Algérie, prise d'otages à In Amenas, le contexte

Via l'excellent Michael J Totten
Adam Garfinkle est le rédacteur en chef de l'excellent magazine The American Interest, ce n'est pas un expert de l'Algérie, mais il connaît bien ce pays. Il a écrit un essai sur le contexte algérien que tout le monde devrait lire. Je peux poster seulement un extrait ici. Vous devriez vraiment aller sur son site et tout lire (en anglais).
Pour bien préparer le terrain pour ce que je m'apprête à vous dire, cher lecteur, permettez-moi de souligner que le pouvoir algérien est atteint d'un atavisme puissant. Il fut un temps où les élites militaires  «progressistes», «socialistes» et ouvertement laïques ont régné sur des pans entiers du monde arabe. Ces élites étaient invariablement liées avec l'Union soviétique dans le contexte de la guerre froide qui a défini la géopolitique de la région, avec les monarchies conservatrices et quelques exceptions (Tunisie, Liban) plus ou moins associés-il ne faut pas dire alliés-de l'Occident, et dans la plupart des cas, par des moyens détournés, des États-Unis . L'Egypte avant la mi-1972, la Libye, la Syrie, l'Irak, l'Algérie et, pour un temps, le Yémen du Sud étaient lourdement armées et entrainées par l'Union Soviétique.

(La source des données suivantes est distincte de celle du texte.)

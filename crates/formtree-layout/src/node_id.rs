use serde::{Deserialize, Deserializer, Serialize, Serializer};
use std::borrow::Borrow;
use std::fmt;
use std::ops::Deref;
use std::sync::Arc;

/// Identity of one expanded node within one generation of one page.
///
/// Nodes outside repeating groups carry their definition id verbatim. Nodes
/// inside repeating rows get one `-{row}` suffix per enclosing repeating
/// group, outermost first: `Age-2-0` is `Age` in row 0 of a nested group that
/// itself sits in row 2 of the outer group.
///
/// Cloning is a reference-count bump.
#[derive(Clone, PartialEq, Eq, Hash, PartialOrd, Ord)]
pub struct NodeId(Arc<str>);

impl NodeId {
    pub fn new(id: impl Into<Arc<str>>) -> Self {
        Self(id.into())
    }

    /// Builds the row-scoped id for `base_id` inside the given rows.
    pub fn for_rows(base_id: &str, rows: impl IntoIterator<Item = usize>) -> Self {
        let mut id = String::from(base_id);
        for row in rows {
            id.push('-');
            id.push_str(&row.to_string());
        }
        Self(id.into())
    }

    #[inline]
    pub fn as_str(&self) -> &str {
        &self.0
    }
}

impl Deref for NodeId {
    type Target = str;

    fn deref(&self) -> &str {
        &self.0
    }
}

impl Borrow<str> for NodeId {
    fn borrow(&self) -> &str {
        &self.0
    }
}

impl AsRef<str> for NodeId {
    fn as_ref(&self) -> &str {
        &self.0
    }
}

impl From<&str> for NodeId {
    fn from(value: &str) -> Self {
        Self(value.into())
    }
}

impl From<String> for NodeId {
    fn from(value: String) -> Self {
        Self(value.into())
    }
}

impl PartialEq<str> for NodeId {
    fn eq(&self, other: &str) -> bool {
        &*self.0 == other
    }
}

impl PartialEq<&str> for NodeId {
    fn eq(&self, other: &&str) -> bool {
        &*self.0 == *other
    }
}

impl fmt::Display for NodeId {
    fn fmt(&self, f: &mut fmt::Formatter<'_>) -> fmt::Result {
        f.write_str(&self.0)
    }
}

impl fmt::Debug for NodeId {
    fn fmt(&self, f: &mut fmt::Formatter<'_>) -> fmt::Result {
        write!(f, "NodeId({:?})", &*self.0)
    }
}

impl Serialize for NodeId {
    fn serialize<S: Serializer>(&self, serializer: S) -> Result<S::Ok, S::Error> {
        serializer.serialize_str(&self.0)
    }
}

impl<'de> Deserialize<'de> for NodeId {
    fn deserialize<D: Deserializer<'de>>(deserializer: D) -> Result<Self, D::Error> {
        String::deserialize(deserializer).map(NodeId::from)
    }
}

Parmi ces  gouvernements militaires «progressistes» et à part le régime finissant d'Assad en Syrie, l'Algérie est le seul qui reste, .La direction algérienne actuelle  est constituée des tout derniers restes de la vieille garde qui a connu la guerre d'indépendance contre la France, et de la génération de la guerre civile, qui l'a immediatement suivie . Donc, pris dans son ensemble, ce leadership est un groupe d'hommes aussi aguerris, impitoyables et de sang-froid qu'on puisse trouver. Ce n'est pas un genre de militaires doux qui organiseraient régulièrement des sessions de sensibilisation à la valeur de la vie humaine. Ce sont des militaires qui utilisent huit balles quand deux feraient l'affaire et qui n'ont pas de scrupules à déchiqueter des corps encore frétillants. Ils sont aussi très fiers et extrêmement susceptibles à la moindre chose venant de la direction générale des étrangers. Un ancien pilote d'hélicoptère de l'US Air force  (qui bien sûr ne sera pas nommé), impliqué dans une mission de formation limitée a eu ceci à dire: «. . . les Algériens. . . . se sont avérés être complètement inflexibles et presque hostiles à l'idée de travailler avec nous. Est ce à cause de leurs expériences passées avec les Français ou tout simplement un soupçon des États-Unis et de nos intentions»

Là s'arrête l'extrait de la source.